I was 15 years old when two librarians introduced me to Morrison’s work. My local public library still stands on 125th Street and Amsterdam Avenue. Like many kids who walked in there on any given day, I was trying to escape home, find a quiet place where adults would leave me the hell alone. There, I found an odd duo who did the exact opposite: two librarians, a Black man, taller than any person I’d seen in real life, and a short, plump White woman, with soft hands who, like my abuelita, used to lead me places by pointing with her chin in the direction she wanted me to go. I told them I had never been in a library. They walked me around the wide floor, showing me different sections I should get to eventually, amassing in their arms an enormous stack of books I should take home. There were books by Esmeralda Santiago, Cristina García, Anton Chekhov, Gabriel García Márquez, and most critically Toni Morrison. They debated which would be the best for me to start on. Finally, they decided and handed me a slim book: The Bluest Eye.

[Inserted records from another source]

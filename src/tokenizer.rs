//! Lexical token extraction from test-case sources
//!
//! Feeds the MinHash signatures of the LSH strategy. Richer AST-level
//! tokenization is an external collaborator; the lexical pass here keeps the
//! three token classes that matter for near-duplicate detection in C sources
//! (identifiers, string literals, comments) and does a shell-aware word
//! split for scripts.
//!
//! Derivation failures substitute an empty token list; a strategy run never
//! aborts because one test would not tokenize.

use regex::Regex;

use crate::record::TestCaseType;

pub trait Tokenizer {
    fn tokens(&self, contents: &str, case_type: TestCaseType) -> Vec<String>;
}

/// Regex-based tokenizer for C and shell sources.
#[derive(Debug)]
pub struct LexicalTokenizer {
    c_token_re: Regex,
}

impl LexicalTokenizer {
    pub fn new() -> Self {
        // Order matters: comments and string literals before identifiers so
        // their inner words are not re-tokenized.
        let c_token_re = Regex::new(
            r#"(?s)/\*.*?\*/|//[^\n]*|"(?:\\.|[^"\\])*"|[A-Za-z_][A-Za-z0-9_]*"#,
        )
        .expect("static regex");
        LexicalTokenizer { c_token_re }
    }

    fn tokens_c(&self, contents: &str) -> Vec<String> {
        self.c_token_re
            .find_iter(contents)
            .map(|m| m.as_str().to_lowercase())
            .collect()
    }

    fn tokens_sh(&self, contents: &str) -> Vec<String> {
        contents
            .split_whitespace()
            .map(|w| w.to_string())
            .collect()
    }
}

impl Default for LexicalTokenizer {
    fn default() -> Self {
        Self::new()
    }
}

impl Tokenizer for LexicalTokenizer {
    fn tokens(&self, contents: &str, case_type: TestCaseType) -> Vec<String> {
        match case_type {
            TestCaseType::C => self.tokens_c(contents),
            TestCaseType::Sh => self.tokens_sh(contents),
            _ => Vec::new(),
        }
    }
}

#[cfg(test)]
mod tests {
    use super::*;

    #[test]
    fn test_c_tokens_keep_identifiers_literals_comments() {
        let t = LexicalTokenizer::new();
        let src = "int main(void) { /* Setup */ char *s = \"Hello\"; return OPEN01; }";
        let tokens = t.tokens(src, TestCaseType::C);
        assert!(tokens.contains(&"main".to_string()));
        assert!(tokens.contains(&"/* setup */".to_string()));
        assert!(tokens.contains(&"\"hello\"".to_string()));
        assert!(tokens.contains(&"open01".to_string()));
        // Punctuation is not a token.
        assert!(!tokens.iter().any(|t| t == "{"));
    }

    #[test]
    fn test_sh_tokens_word_split() {
        let t = LexicalTokenizer::new();
        let tokens = t.tokens("ip link add ${DEV} type veth", TestCaseType::Sh);
        assert_eq!(tokens.len(), 6);
        assert!(tokens.contains(&"${DEV}".to_string()));
    }

    #[test]
    fn test_unknown_type_is_empty() {
        let t = LexicalTokenizer::new();
        assert!(t.tokens("anything", TestCaseType::Unknown).is_empty());
    }
}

I clung to that book, captivated by its cover, which featured a young girl who shared my skin tone. I didn’t go to sleep all night; finished reading that wonderful book in one sitting. Over the next three years, these two dear librarians helped me well beyond offering books I’d come to love. They helped me navigate college applications which landed me as a fully funded scholarship recipient in a small liberal arts college where I took my first writing course with Steven Millhauser. I am deeply indebted to the care and love the librarians on 125th street showed me. As a young person who still attended bilingual classes and was still learning English, I am amazed they believed in my intelligence, intuited the needs I had both in seeing my experiences as a young immigrant, but also to accept as survivable some of the horrors I lived every day at home. They gifted me a lens through which to understand the world and myself.

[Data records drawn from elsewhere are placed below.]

//! Experiment drivers over a normalized history log
//!
//! A history log is the line-oriented output of the normalize step: for each
//! checkout a `checkout:` line, the ordered `total_cases:` list and the
//! `fail_cases:` subset. Each driver replays every checkout as one
//! evaluation unit, prioritizes its cases, scores the order with APFD and
//! reports the average over all scored units.
//!
//! Units are independent and run on the rayon pool. A unit with no failures
//! carries no signal and is skipped; a unit that cannot be evaluated is
//! skipped with a warning rather than failing the sweep.

use std::path::Path;

use anyhow::Result;
use rayon::prelude::*;
use regex::Regex;
use tracing::{debug, info, warn};

use crate::apfd::apfd;
use crate::cache::{DistanceCache, TokenCache};
use crate::error::Error;
use crate::prioritize::minhash::LshIndex;
use crate::prioritize::{
    adaptive_random_order, lsh_greedy_order, precompute, CgStrategy, DistanceMetric,
};
use crate::syscalls::ReachabilityContext;
use crate::tokenizer::Tokenizer;

/// One checkout of a history log: the ordered case list and its failures.
#[derive(Debug, Clone, PartialEq, Eq)]
pub struct CheckoutInfo {
    pub git_sha: String,
    pub total_cases: Vec<String>,
    pub fail_cases: Vec<String>,
}

impl CheckoutInfo {
    /// Indices of the failing cases within `total_cases`.
    pub fn fault_indices(&self) -> Vec<usize> {
        self.total_cases
            .iter()
            .enumerate()
            .filter(|(_, c)| self.fail_cases.contains(c))
            .map(|(i, _)| i)
            .collect()
    }
}

fn parse_case_list(line: &str, list_re: &Regex) -> Option<Vec<String>> {
    let inner = list_re.captures(line)?.get(1)?.as_str();
    let cases = inner
        .split(", ")
        .map(|item| item.trim().trim_matches(|c| c == '\'' || c == '"').to_string())
        .filter(|item| !item.is_empty())
        .collect();
    Some(cases)
}

/// Parse a history log into checkout records.
///
/// A record is three consecutive labeled lines; incomplete records are
/// skipped with a warning so one corrupt entry does not discard the sweep.
pub fn parse_history_log(path: &Path) -> Result<Vec<CheckoutInfo>, Error> {
    let text = std::fs::read_to_string(path).map_err(|e| Error::HistoryLog {
        path: path.to_path_buf(),
        reason: e.to_string(),
    })?;
    let list_re = Regex::new(r"\[(.*)\]").map_err(|e| Error::HistoryLog {
        path: path.to_path_buf(),
        reason: e.to_string(),
    })?;

    let mut records = Vec::new();
    let mut sha: Option<String> = None;
    let mut total: Option<Vec<String>> = None;
    for line in text.lines() {
        let line = line.trim();
        if let Some(rest) = line.strip_prefix("checkout: ") {
            if sha.is_some() {
                warn!(path = %path.display(), "incomplete record, skipping");
            }
            sha = Some(rest.trim().to_string());
            total = None;
        } else if line.starts_with("total_cases: ") {
            total = parse_case_list(line, &list_re);
        } else if line.starts_with("fail_cases: ") {
            match (sha.take(), total.take(), parse_case_list(line, &list_re)) {
                (Some(git_sha), Some(total_cases), Some(fail_cases)) => {
                    records.push(CheckoutInfo {
                        git_sha,
                        total_cases,
                        fail_cases,
                    });
                }
                _ => warn!(path = %path.display(), "incomplete record, skipping"),
            }
        }
    }
    Ok(records)
}

fn summarize(label: &str, scores: &[f64]) -> Option<f64> {
    if scores.is_empty() {
        warn!("{} produced no scorable checkouts", label);
        return None;
    }
    let avg = scores.iter().sum::<f64>() / scores.len() as f64;
    info!("{}, units: {}, avg apfd: {:.4}", label, scores.len(), avg);
    Some(avg)
}

/// Adaptive random prioritization sweep.
///
/// Pairwise distances are filled into the cache up front; the per-checkout
/// units then run in parallel against the read-only table.
pub fn run_arp(
    infos: &[CheckoutInfo],
    metric: DistanceMetric,
    k: usize,
    distances: &mut DistanceCache,
) -> Option<f64> {
    for info in infos {
        precompute(metric, &info.total_cases, distances);
    }
    let distances = &*distances;
    let scores: Vec<f64> = infos
        .par_iter()
        .filter_map(|info| {
            let faults = info.fault_indices();
            if faults.is_empty() {
                return None;
            }
            let mut rng = rand::thread_rng();
            let order = adaptive_random_order(&info.total_cases, k, distances, &mut rng);
            let score = apfd(&faults, &order);
            debug!(
                "distance_metric: {}, commit: {}, apfd: {:.4}",
                metric.name(),
                info.git_sha,
                score
            );
            Some(score)
        })
        .collect();
    summarize(&format!("distance_metric: {}", metric.name()), &scores)
}

/// Similarity-based (LSH) prioritization sweep.
pub fn run_fast(
    infos: &[CheckoutInfo],
    bands: usize,
    rows: usize,
    num_perm: usize,
    tokens: &mut TokenCache,
    tokenizer: &dyn Tokenizer,
) -> Result<Option<f64>> {
    // Reject an impossible banding before any unit runs.
    LshIndex::new(bands, rows, num_perm)?;
    for info in infos {
        for case in &info.total_cases {
            tokens.ensure(case, tokenizer);
        }
    }
    let tokens = &*tokens;
    let scores: Vec<f64> = infos
        .par_iter()
        .filter_map(|info| {
            let faults = info.fault_indices();
            if faults.is_empty() {
                return None;
            }
            let token_lists: Vec<Vec<String>> = info
                .total_cases
                .iter()
                .map(|c| tokens.get(c).cloned().unwrap_or_default())
                .collect();
            let order =
                match lsh_greedy_order(&info.total_cases, &token_lists, bands, rows, num_perm) {
                    Ok(order) => order,
                    Err(e) => {
                        warn!(commit = %info.git_sha, error = %e, "skipping checkout");
                        return None;
                    }
                };
            let score = apfd(&faults, &order);
            debug!(
                "bands: {}, rows: {}, h: {}, commit: {}, apfd: {:.4}",
                bands, rows, num_perm, info.git_sha, score
            );
            Some(score)
        })
        .collect();
    Ok(summarize(
        &format!("bands: {bands}, rows: {rows}, h: {num_perm}"),
        &scores,
    ))
}

/// Call-graph reachability prioritization sweep.
///
/// Each unit binds the shared context to its own version's kernel graph,
/// read from `kernel_cg_dir/<sha>-cg.txt`.
pub fn run_callgraph(
    infos: &[CheckoutInfo],
    strategy: CgStrategy,
    ctx: &ReachabilityContext,
    kernel_cg_dir: &Path,
) -> Option<f64> {
    // Units stream their scores through a channel; each one holds a full
    // kernel graph, so nothing accumulates beyond the scalar results.
    let (tx, rx) = crossbeam::channel::unbounded();
    infos.par_iter().for_each_with(tx, |tx, info| {
        let faults = info.fault_indices();
        if faults.is_empty() {
            return;
        }
        let kernel_cg = kernel_cg_dir.join(format!("{}-cg.txt", info.git_sha));
        let mut index = match ctx.for_kernel(&kernel_cg) {
            Ok(index) => index,
            Err(e) => {
                warn!(commit = %info.git_sha, error = %e, "skipping checkout");
                return;
            }
        };
        let sets: Vec<_> = info
            .total_cases
            .iter()
            .map(|c| index.reachable_operations(c))
            .collect();
        let order = strategy.order(&sets);
        let score = apfd(&faults, &order);
        debug!(
            "strategy: {}, commit: {}, apfd: {:.4}",
            strategy.name(),
            info.git_sha,
            score
        );
        let _ = tx.send(score);
    });
    let scores: Vec<f64> = rx.iter().collect();
    summarize(&format!("strategy: {}", strategy.name()), &scores)
}

#[cfg(test)]
mod tests {
    use super::*;
    use std::fs;
    use tempfile::TempDir;

    const LOG: &str = "\
checkout: abc123
total_cases: ['a.c', 'b.c', 'c.sh']
fail_cases: ['b.c']
checkout: def456
total_cases: ['a.c']
fail_cases: []
";

    #[test]
    fn test_parse_history_log() {
        let dir = TempDir::new().unwrap();
        let path = dir.path().join("history.log");
        fs::write(&path, LOG).unwrap();
        let infos = parse_history_log(&path).unwrap();
        assert_eq!(infos.len(), 2);
        assert_eq!(infos[0].git_sha, "abc123");
        assert_eq!(infos[0].total_cases, vec!["a.c", "b.c", "c.sh"]);
        assert_eq!(infos[0].fail_cases, vec!["b.c"]);
        assert!(infos[1].fail_cases.is_empty());
    }

    #[test]
    fn test_parse_skips_incomplete_records() {
        let dir = TempDir::new().unwrap();
        let path = dir.path().join("history.log");
        fs::write(
            &path,
            "checkout: lonely\ncheckout: ok\ntotal_cases: ['a.c']\nfail_cases: ['a.c']\n",
        )
        .unwrap();
        let infos = parse_history_log(&path).unwrap();
        assert_eq!(infos.len(), 1);
        assert_eq!(infos[0].git_sha, "ok");
    }

    #[test]
    fn test_parse_missing_file_is_error() {
        assert!(parse_history_log(Path::new("/no/such/history.log")).is_err());
    }

    #[test]
    fn test_fault_indices() {
        let info = CheckoutInfo {
            git_sha: "abc".to_string(),
            total_cases: vec!["a.c".into(), "b.c".into(), "c.c".into()],
            fail_cases: vec!["c.c".into(), "a.c".into()],
        };
        assert_eq!(info.fault_indices(), vec![0, 2]);
    }

    #[test]
    fn test_run_arp_scores_only_failing_checkouts() {
        let infos = vec![
            CheckoutInfo {
                git_sha: "abc".to_string(),
                total_cases: vec!["a.c".into(), "b.c".into()],
                fail_cases: vec!["a.c".into()],
            },
            CheckoutInfo {
                git_sha: "def".to_string(),
                total_cases: vec!["a.c".into()],
                fail_cases: vec![],
            },
        ];
        let mut cache = DistanceCache::in_memory();
        let avg = run_arp(&infos, DistanceMetric::Hamming, 5, &mut cache).unwrap();
        assert!((0.0..=1.0).contains(&avg));
    }

    #[test]
    fn test_run_fast_rejects_bad_banding() {
        let mut tokens = TokenCache::in_memory();
        let tokenizer = crate::tokenizer::LexicalTokenizer::new();
        assert!(run_fast(&[], 16, 9, 128, &mut tokens, &tokenizer).is_err());
    }
}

I have such deep admiration for the work you each do as librarians. It is my love of reading that first inspired me to be a writer. I wrote Neruda on the Park because I wanted to pay homage to the complexities of community, family, love, and ambition I’ve known my entire life. Through Eusebia and her daughter Luz, readers will come to recognize the universal themes of home and the cost of the precarious pursuit of upward mobility. My aim is also to carry readers away with humor, tenderness and a hard-to-put-down story that will recall the early days of falling in love with books–that sensuous, thrilling space where the act of losing ourselves is also the act of becoming our most deeply connected selves.
It is my honor to share Neruda on the Park with you. Although I am still heartbroken that Toni Morrison will never read my novel, I am heartened at knowing that librarians, who in my heart feel as a very close second set of eyes, may do so. It is my deepest hope you enjoy this book enough to want to place it into the hands of people who trust your taste, who love and need libraries as much as I have.